Tens of thousands protest France IVF bill

October 7, 2019 CNA Daily News 0

Paris, France, Oct 7, 2019 / 12:23 pm (CNA).- At least 42,000 people protested in Paris Sunday against a bill that would allow single women and lesbian couples access to IVF. Many French bishops have spoken against the bill.

Police said there were 42,000 at the Oct. 6 protests, while a media-funded researchers estimated 74,000, and organizers 600,000.

Speaking at the protest, former legislator Marion Maréchal said the French government is seeking “to voluntarily deprive a child of a father or to transform him and the mother who carries him into a consumer product.”

Organizers of the protests said the move would weaken the family and thus society, and that it is unjust “to authorize the manufacture of children voluntarily deprived of a father.”

Archbishop Michel Aupetit of Paris has said that the bill “touches on the most essential foundations on which our human societies are built: filiation, the non-commercialization of the human body, respect of all life from its conception until its natural death, the best interest of the child, a philanthropic and non-commercial medicine, a human ecology where the body is not an instrument but the place of the edification of the personality.”

And Archbishop Eric de Moulins d’Amieu de Beaufort of Reims, president of the French bishops’ conference, commented: “I’m afraid we are going down a very dangerous path.”

The bill passed the National Assembly last month, and will soon be considered by the Senate.

In France, IVF is now restricted to men and women who are married or have cohabited at least two years.

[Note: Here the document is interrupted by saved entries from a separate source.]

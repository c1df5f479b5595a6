//! Crate error type.
//!
//! The stopwatch core cannot fail. Everything that can go wrong lives at
//! the edges: the terminal, and the one-time decode of the digit font.

use std::io;

use crate::glyph::GlyphError;

/// Errors surfaced to `main`.
#[derive(Debug, thiserror::Error)]
pub enum Error {
    /// Terminal setup, input polling, drawing or teardown failed.
    #[error("terminal error: {0}")]
    Terminal(#[from] io::Error),

    /// The digit encoding table could not be decoded.
    #[error("digit font error: {0}")]
    Glyph(#[from] GlyphError),
}

pub type Result<T> = std::result::Result<T, Error>;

The bill would make women under 43 eligible for artificial insemination and four rounds of IVF treatment fully covered by French health care. According to the Washington Post “women in their mid-30s would also get coverage for egg freezing.”

It would also allow all children conceived through IVF to discover the identity of their biological father.

Last month, the National Academy of Medicine said in a report on the effort to revise bioethics law that while a woman’s desire for maternity is legitimate, “the deliberate conception of a child deprived of a father is a major anthropological break that is not without risks for the psychological development of the child.”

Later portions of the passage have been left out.